Samuel Rutherford (1600-1661) is best
known for two things: one is being minister of ‘fair Anwoth by
the Solway’, while the other is the collection of his letters,
sent to a number of different correspondents. A (perhaps we should say,
the) leading theme of these letters is ‘the loveliness of
Christ’. There follows a selection of excerpts.
Every day we may see some new thing in Christ. His love hath neither
brim nor bottom.
When he bloweth a kiss
afar off to his poor heart-broken mourners in Zion … I am
confounded with wonder to think what it shall be, when the fairest
among the sons of men shall lay a King’s sweet soft cheek to the
sinful cheeks of poor sinners. O time, time, go swiftly, and hasten
that day! Sweet Lord Jesus, post! come.
God hath called you to Christ’s side, and the wind is now in
Christ’s face in this land; and seeing ye are with him, ye cannot
expect the lee-side or the sunny side of the brae.
No pen, no words, no
image can express to you the loveliness of my only, only Lord Jesus.

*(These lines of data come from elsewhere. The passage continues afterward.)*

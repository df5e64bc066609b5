//! Persistence of the long-lived GitHub token
//!
//! The token is stored as plain text in a single file, by default
//! `<local data dir>/copilot-api-proxy/github_token`. Writes go through a
//! temp file and rename so a crash never leaves a truncated token behind.

use std::path::{Path, PathBuf};

use common::Secret;
use tokio::io::AsyncWriteExt;
use tracing::{debug, info};

use crate::constants::{DATA_DIR_NAME, TOKEN_FILE_NAME};
use crate::error::{Error, Result};

/// Location of the persisted GitHub token.
#[derive(Debug, Clone)]
pub struct CredentialFile {
    path: PathBuf,
}

impl CredentialFile {
    pub fn new(path: impl Into<PathBuf>) -> Self {
        Self { path: path.into() }
    }

    /// Default token location under the platform's local data directory
    /// (`~/.local/share` on Linux). `None` if no home directory is known.
    pub fn default_path() -> Option<PathBuf> {
        dirs::data_local_dir().map(|d| d.join(DATA_DIR_NAME).join(TOKEN_FILE_NAME))
    }

    pub fn path(&self) -> &Path {
        &self.path
    }

    /// Read the stored token.
    ///
    /// A missing file or one holding only whitespace is `Ok(None)`: there is
    /// nothing to use yet and the caller should run the device flow.
    pub async fn load(&self) -> Result<Option<Secret<String>>> {
        match tokio::fs::read_to_string(&self.path).await {
            Ok(contents) => {
                let token = Secret::from_trimmed(&contents);
                if token.is_some() {
                    debug!(path = %self.path.display(), "loaded stored GitHub token");
                }
                Ok(token)
            }
            Err(e) if e.kind() == std::io::ErrorKind::NotFound => Ok(None),
            Err(e) => Err(Error::Io(format!(
                "reading token file {}: {e}",
                self.path.display()
            ))),
        }
    }

    /// Persist `token`, replacing any previous one.
    ///
    /// Creates the parent directory if needed. The file is owner read/write
    /// only (0600) on unix.
    pub async fn save(&self, token: &Secret<String>) -> Result<()> {
        let dir = self
            .path
            .parent()
            .ok_or_else(|| Error::Io("token path has no parent directory".into()))?;

        if !dir.as_os_str().is_empty() {
            tokio::fs::create_dir_all(dir)
                .await
                .map_err(|e| Error::Io(format!("creating {}: {e}", dir.display())))?;
        }

        write_atomic(&self.path, dir, token.expose().as_bytes()).await?;
        info!(path = %self.path.display(), "saved GitHub token");
        Ok(())
    }
}

async fn write_atomic(path: &Path, dir: &Path, contents: &[u8]) -> Result<()> {
    let tmp_path = dir.join(format!(".{TOKEN_FILE_NAME}.tmp.{}", std::process::id()));

    // Left over from an interrupted save; it would make create_new fail
    let _ = tokio::fs::remove_file(&tmp_path).await;

    let result = match write_private(&tmp_path, contents).await {
        Ok(()) => tokio::fs::rename(&tmp_path, path)
            .await
            .map_err(|e| Error::Io(format!("renaming temp token file: {e}"))),
        Err(e) => Err(e),
    };

    if result.is_err() {
        let _ = tokio::fs::remove_file(&tmp_path).await;
    }
    result
}

/// Create `path` owner read/write only (0600 on unix) and write `contents`.
async fn write_private(path: &Path, contents: &[u8]) -> Result<()> {
    let mut options = tokio::fs::OpenOptions::new();
    options.write(true).create_new(true);
    #[cfg(unix)]
    options.mode(0o600);

    let mut file = options
        .open(path)
        .await
        .map_err(|e| Error::Io(format!("creating temp token file: {e}")))?;
    file.write_all(contents)
        .await
        .map_err(|e| Error::Io(format!("writing temp token file: {e}")))?;
    file.sync_all()
        .await
        .map_err(|e| Error::Io(format!("syncing temp token file: {e}")))
}
//! Token manager: owns the current upstream token
//!
//! The token lives behind `RwLock<Arc<UpstreamToken>>`. A refresh builds the
//! replacement entirely outside the lock, then the write lock is held only
//! for the pointer swap. Readers clone the `Arc` and release immediately, so
//! any number of concurrent `token()` calls never wait on the network.

use std::future::Future;
use std::pin::Pin;
use std::sync::{Arc, Mutex, PoisonError, RwLock};

use common::Secret;
use copilot_auth::{ExchangeResponse, TokenExchanger};
use tokio::task::JoinHandle;
use tokio::time::Instant;
use tokio_util::sync::CancellationToken;
use tracing::{info, warn};

use crate::error::Result;
use crate::refresh::spawn_refresh_task;
use crate::token::UpstreamToken;

/// Something that can trade the GitHub credential for an upstream token.
///
/// Uses `Pin<Box<dyn Future>>` so the manager can hold it as a trait object.
pub trait TokenSource: Send + Sync {
    fn fetch<'a>(
        &'a self,
        credential: &'a str,
    ) -> Pin<Box<dyn Future<Output = copilot_auth::Result<ExchangeResponse>> + Send + 'a>>;
}

impl TokenSource for TokenExchanger {
    fn fetch<'a>(
        &'a self,
        credential: &'a str,
    ) -> Pin<Box<dyn Future<Output = copilot_auth::Result<ExchangeResponse>> + Send + 'a>> {
        Box::pin(self.exchange(credential))
    }
}

/// State shared between the manager handle and its refresh task.
pub(crate) struct Shared {
    current: RwLock<Arc<UpstreamToken>>,
    credential: Secret<String>,
    source: Arc<dyn TokenSource>,
}

impl Shared {
    pub(crate) fn load(&self) -> Arc<UpstreamToken> {
        self.current
            .read()
            .unwrap_or_else(PoisonError::into_inner)
            .clone()
    }

    pub(crate) fn store(&self, token: UpstreamToken) {
        let token = Arc::new(token);
        *self.current.write().unwrap_or_else(PoisonError::into_inner) = token;
    }

    pub(crate) async fn exchange(&self) -> Result<UpstreamToken> {
        exchange(self.source.as_ref(), &self.credential).await
    }
}

async fn exchange(source: &dyn TokenSource, credential: &Secret<String>) -> Result<UpstreamToken> {
    let response = source.fetch(credential.expose()).await?;
    UpstreamToken::from_exchange(response, Instant::now())
}

/// Owner of the upstream token and its background refresh task.
///
/// Construct with `start`, share behind an `Arc`, stop with `close`.
/// Dropping the manager also stops the task.
pub struct TokenManager {
    shared: Arc<Shared>,
    shutdown: CancellationToken,
    task: Mutex<Option<JoinHandle<()>>>,
}

impl TokenManager {
    /// Exchange `credential` once and start the refresh task.
    ///
    /// Fails, and no task is spawned, if the initial exchange fails: the
    /// proxy must never serve without a token.
    pub async fn start(credential: Secret<String>, source: Arc<dyn TokenSource>) -> Result<Self> {
        let initial = exchange(source.as_ref(), &credential).await?;
        info!(
            refresh_in_secs = initial.refresh_in(Instant::now()).as_secs(),
            "upstream token acquired"
        );

        let shared = Arc::new(Shared {
            current: RwLock::new(Arc::new(initial)),
            credential,
            source,
        });
        let shutdown = CancellationToken::new();
        let task = spawn_refresh_task(shared.clone(), shutdown.clone());

        Ok(Self {
            shared,
            shutdown,
            task: Mutex::new(Some(task)),
        })
    }

    /// Current upstream token value. Never blocks on I/O and never empty.
    pub fn token(&self) -> String {
        self.shared.load().value().to_owned()
    }

    /// Snapshot of the current token with its schedule.
    pub fn current(&self) -> Arc<UpstreamToken> {
        self.shared.load()
    }

    /// Stop the refresh task and wait for it to exit.
    ///
    /// Returns promptly even mid-sleep or mid-exchange. The last token stays
    /// readable afterwards. Calling again is a no-op.
    pub async fn close(&self) {
        self.shutdown.cancel();
        let handle = self
            .task
            .lock()
            .unwrap_or_else(PoisonError::into_inner)
            .take();
        let Some(handle) = handle else {
            return;
        };
        if let Err(e) = handle.await {
            if e.is_panic() {
                warn!(error = %e, "token refresh task panicked");
            }
        }
    }
}

impl Drop for TokenManager {
    fn drop(&mut self) {
        self.shutdown.cancel();
    }
}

I find Christ to be Christ, and that he is far, far, even infinite
heaven’s height above man. And that is all our happiness. Sinners
can do nothing but make wounds that Christ may heal them; and make
debts, that Christ may pay them; and make falls, that he may raise
them; and make deaths that he may quicken them; and spin out and dig
hells to themselves, that he may ransom them.
You have reason to take
in good part a lean dinner and spare diet in this life, seeing your
large supper of the Lamb’s preparing will recompense all …
Look to the east, the day sky is breaking. Think not that Christ loseth
time, or lingereth unsuitably.
How soon will some few years pass away, and then when the day is ended,
and this life’s lease expired, what have men of the world’s
glory, but dreams and thoughts? O happy soul for evermore, who can
rightly compare this life with that long-lasting life to come, and can
balance the weighty glory of the one with the light golden vanity of
Christ should be our
night song and our morning song.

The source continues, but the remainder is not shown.